Paglia’s answers tend to go on and on. Her voice doesn’t have much range, but there’s a certain energy to it; she’s a fast talker, with a slender stutter that kicks in when she gets animated, as she flings her hands around as if she’s swimming through her thoughts. The hand movements seem to propel her to frenetic, over-the-top statements, such as “Poetry is a harpoon to throw at the bloated whale of humanities programs at big colleges . . . leaving the humanities a wasteland.” But after a while, her voice starts to grate: the staccato consonants begin to peck at you.
“Poets want to be revered by professors: Jorie Graham, for example. Maybe she had some talent early on,” Paglia continues. This elicits a big laugh from the audience. “She is like a mirror to the professors; they look into her and see themselves.” More wild laughter. This audience loves to see Paglia rip into someone and draw blood: the meaner the jab, the louder the applause.
Jorie-bashing is a little too en vogue these days, but I’m interested in this crisis of an audience. Who exactly are poets writing for? Why shouldn’t they write for other poets who are professors? What is the incentive not to do that? Isn’t that the main audience today? Aren’t other poets and professors the ones giving out the prizes? If poets don’t write for professors, then who should they write for? An audience they aren’t even sure exists? If a poem falls over in a forest, and there’s no one there to . . .
Paglia continues to rip into the present: “Nothing is going to last from this generation of major poets. Most of the poetry written today is in dead English.” She argues that there’s a need for poems written in working-class American vernacular, and she has a surprising suggestion about where we can turn for authentic American speech: sports radio. (After the reading, I tried this approach. I listened to an hour of sports radio with my linguistic fishing pole, hoping to catch some authentic language, but the best phrase I landed was “hissy fit.”)
The event passes the 30-minute marker. Will Paglia ever get around to reading a poem, I wonder. As if my thoughts have been manifested, a man in the audience yells out, “Enough foreplay.
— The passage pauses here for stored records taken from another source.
use std::fs;
use std::path::Path;

use serde::Deserialize;
use tracing::{debug, info};

use crate::config::LibrarySettings;

use super::display::{display_from_fields, format_clock};
use super::error::LibraryError;
use super::model::{Playlist, Track, TrackId};
use super::scan::probe_tags;

/// On-disk playlist format.
///
/// ```toml
/// name = "Evening"
///
/// [[tracks]]
/// id = "1"
/// title = "Get Wid Lemonade"
/// artist = "Artist Name"
/// album = "Collection"
/// duration = "3:30"
/// audio = "music/lemonade.mp3"
/// cover_art = "art/lemonade.png"
/// ```
#[derive(Debug, Deserialize)]
struct PlaylistFile {
    #[serde(default)]
    name: Option<String>,
    #[serde(default)]
    tracks: Vec<TrackEntry>,
}

#[derive(Debug, Deserialize)]
struct TrackEntry {
    id: TrackId,
    title: String,
    #[serde(default)]
    artist: String,
    #[serde(default)]
    album: String,
    #[serde(default)]
    duration: String,
    #[serde(default)]
    audio: Option<String>,
    #[serde(default)]
    cover_art: Option<String>,
}

fn is_remote(locator: &str) -> bool {
    locator.contains("://")
}

/// Resolve a locator relative to the playlist's directory. Remote and
/// absolute locators are kept as written; blank ones become `None`.
fn resolve_locator(raw: Option<String>, base_dir: &Path) -> Option<String> {
    let raw = raw?;
    let trimmed = raw.trim();
    if trimmed.is_empty() {
        return None;
    }
    if is_remote(trimmed) || Path::new(trimmed).is_absolute() {
        return Some(trimmed.to_string());
    }
    Some(base_dir.join(trimmed).to_string_lossy().into_owned())
}

/// Parse playlist text. Relative locators resolve against `base_dir`.
pub fn parse_playlist(
    text: &str,
    base_dir: &Path,
    settings: &LibrarySettings,
) -> Result<Playlist, LibraryError> {
    let file: PlaylistFile = toml::from_str(text).map_err(|source| LibraryError::Parse {
        path: base_dir.to_path_buf(),
        source,
    })?;

    let tracks = file
        .tracks
        .into_iter()
        .map(|entry| {
            let audio_source = resolve_locator(entry.audio, base_dir);
            let cover_art_source = resolve_locator(entry.cover_art, base_dir);

            // Probe local files only; a missing file is reported when it is loaded.
            let duration = audio_source
                .as_deref()
                .filter(|l| !is_remote(l))
                .map(Path::new)
                .filter(|p| p.is_file())
                .and_then(|p| probe_tags(p).duration);

            let duration_label = if entry.duration.trim().is_empty() {
                duration.map(format_clock).unwrap_or_default()
            } else {
                entry.duration.trim().to_string()
            };

            let display = display_from_fields(
                audio_source.as_deref(),
                &entry.title,
                &entry.artist,
                &entry.album,
                &settings.display_fields,
                &settings.display_separator,
            );

            Track {
                id: entry.id,
                title: entry.title,
                artist: entry.artist,
                album: entry.album,
                duration_label,
                audio_source,
                cover_art_source,
                duration,
                display,
            }
        })
        .collect::<Vec<_>>();

    debug!(count = tracks.len(), "parsed playlist");
    Playlist::new(file.name.unwrap_or_else(|| "playlist".to_string()), tracks)
}

/// Read and parse the playlist file at `path`.
pub fn load_playlist_file(path: &Path, settings: &LibrarySettings) -> Result<Playlist, LibraryError> {
    let text = fs::read_to_string(path).map_err(|source| LibraryError::Io {
        path: path.to_path_buf(),
        source,
    })?;
    let base_dir = path.parent().unwrap_or_else(|| Path::new("."));

    let playlist = parse_playlist(&text, base_dir, settings).map_err(|e| match e {
        LibraryError::Parse { source, .. } => LibraryError::Parse {
            path: path.to_path_buf(),
            source,
        },
        other => other,
    })?;
    info!(path = %path.display(), tracks = playlist.len(), "loaded playlist");
    Ok(playlist)
}
//! Application module: the state the TUI and runtime work on.
//!
//! `App` wires the playlist view, the coordinator and the volume drag
//! together and turns terminal and remote-control input into intents.

mod input;
mod model;

pub use model::*;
Why don’t you read a poem?” I’m trying to comprehend his usage of the word “foreplay” as heads turn and a fellow audience member snaps at him to “can it.”
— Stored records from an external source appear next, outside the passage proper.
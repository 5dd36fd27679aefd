use super::*;
use crate::config::{LibrarySettings, TrackDisplayField};
use std::path::Path;
use std::time::Duration;

fn track(id: &str) -> Track {
    Track {
        id: TrackId::new(id),
        title: format!("Song {id}"),
        artist: String::new(),
        album: String::new(),
        duration_label: String::new(),
        audio_source: Some(format!("/tmp/{id}.mp3")),
        cover_art_source: None,
        duration: None,
        display: format!("Song {id}"),
    }
}

#[test]
fn display_from_fields_can_format_artist_title() {
    let fields = [TrackDisplayField::Artist, TrackDisplayField::Title];
    assert_eq!(
        display_from_fields(Some("/tmp/Song.mp3"), "Song", "Artist", "", &fields, " - "),
        "Artist - Song"
    );
    assert_eq!(
        display_from_fields(Some("/tmp/Song.mp3"), "Song", "  Artist  ", "", &fields, " - "),
        "Artist - Song"
    );
    assert_eq!(
        display_from_fields(None, "Song", "", "", &fields, " - "),
        "Song"
    );
}

#[test]
fn display_from_fields_uses_locator_for_filename() {
    assert_eq!(
        display_from_fields(
            Some("/music/Obskur Bayside.mp3"),
            "Title",
            "",
            "",
            &[TrackDisplayField::Filename],
            "::",
        ),
        "Obskur Bayside"
    );
    // No locator and nothing else produced: fall back to the title.
    assert_eq!(
        display_from_fields(None, "Title", "", "", &[TrackDisplayField::Filename], "::"),
        "Title"
    );
}

#[test]
fn format_clock_is_minutes_and_padded_seconds() {
    assert_eq!(format_clock(Duration::ZERO), "0:00");
    assert_eq!(format_clock(Duration::from_secs(210)), "3:30");
    assert_eq!(format_clock(Duration::from_millis(65_900)), "1:05");
}

#[test]
fn playlist_rejects_duplicate_and_empty_ids() {
    let err = Playlist::new("p", vec![track("a"), track("b"), track("a")]).unwrap_err();
    assert!(matches!(err, LibraryError::DuplicateId(ref id) if id == "a"));

    let err = Playlist::new("p", vec![track("a"), track(" ")]).unwrap_err();
    assert!(matches!(err, LibraryError::EmptyId { index: 1 }));
}

#[test]
fn playlist_neighbour_wraps_in_both_directions() {
    let p = Playlist::new("p", vec![track("a"), track("b"), track("c")]).unwrap();
    let a = TrackId::new("a");
    let c = TrackId::new("c");

    assert_eq!(p.neighbour(Some(&a), 1).unwrap().id.as_str(), "b");
    assert_eq!(p.neighbour(Some(&a), -1).unwrap().id.as_str(), "c");
    assert_eq!(p.neighbour(Some(&c), 1).unwrap().id.as_str(), "a");
    assert_eq!(p.neighbour(None, 1).unwrap().id.as_str(), "a");

    let empty = Playlist::new("p", Vec::new()).unwrap();
    assert!(empty.neighbour(None, 1).is_none());
}

#[test]
fn parse_playlist_resolves_relative_locators_and_keeps_placeholders() {
    let text = r#"
name = "KevOS"

[[tracks]]
id = "1"
title = "Get Wid Lemonade"
artist = "Artist Name"
album = "KevOS Collection"
duration = "3:30"
audio = "music/lemonade.mp3"

[[tracks]]
id = "2"
title = "Remote"
audio = "https://example.com/remote.mp3"
cover_art = "/abs/art.png"

[[tracks]]
id = "3"
title = "Placeholder"
audio = "   "
"#;
    let settings = LibrarySettings {
        display_fields: vec![TrackDisplayField::Title],
        ..LibrarySettings::default()
    };
    let playlist = parse_playlist(text, Path::new("/srv/site"), &settings).unwrap();

    assert_eq!(playlist.name(), "KevOS");
    assert_eq!(playlist.len(), 3);

    let first = &playlist.tracks()[0];
    assert_eq!(first.duration_label, "3:30");
    assert_eq!(
        first.audio_source.as_deref(),
        Some(Path::new("/srv/site").join("music/lemonade.mp3").to_str().unwrap())
    );

    let second = &playlist.tracks()[1];
    assert_eq!(second.audio_source.as_deref(), Some("https://example.com/remote.mp3"));
    assert_eq!(second.cover_art_source.as_deref(), Some("/abs/art.png"));
    assert_eq!(second.artist, "");

    let third = &playlist.tracks()[2];
    assert!(third.audio_source.is_none());
    assert!(!third.has_audio());
}

#[test]
fn parse_playlist_reports_duplicate_ids() {
    let text = r#"
[[tracks]]
id = "x"
title = "One"

[[tracks]]
id = "x"
title = "Two"
"#;
    let err = parse_playlist(text, Path::new("."), &LibrarySettings::default()).unwrap_err();
    assert!(matches!(err, LibraryError::DuplicateId(_)));
}

#[test]
fn load_reads_playlist_file_or_scans_directory() {
    let dir = tempfile::tempdir().unwrap();
    let list = dir.path().join("list.toml");
    std::fs::write(
        &list,
        "[[tracks]]\nid = \"a\"\ntitle = \"A\"\naudio = \"a.mp3\"\n",
    )
    .unwrap();

    let from_file = load(&list, &LibrarySettings::default()).unwrap();
    assert_eq!(from_file.len(), 1);
    assert_eq!(from_file.name(), "playlist");

    let err = load(&dir.path().join("missing.toml"), &LibrarySettings::default()).unwrap_err();
    assert!(matches!(err, LibraryError::Io { .. }));

    std::fs::write(dir.path().join("song.mp3"), b"not real").unwrap();
    let scanned = load(dir.path(), &LibrarySettings::default()).unwrap();
    assert_eq!(scanned.len(), 1);
}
Paglia goes back to highlighting the weaknesses of the present. Like a shock jock, albeit one who uses words such as “sexual persona” and “digression,” she deals in extremes, pumping out broad, sweeping bumper-sticker statements. She must polarize in order to be relevant. And as with a shock jock, half of what she says seems to pop into her head during the act of speech. For instance, when talking about the Beats, she free-associates her way to “I never took LSD, but I feel like I did, because I listened to all that music.”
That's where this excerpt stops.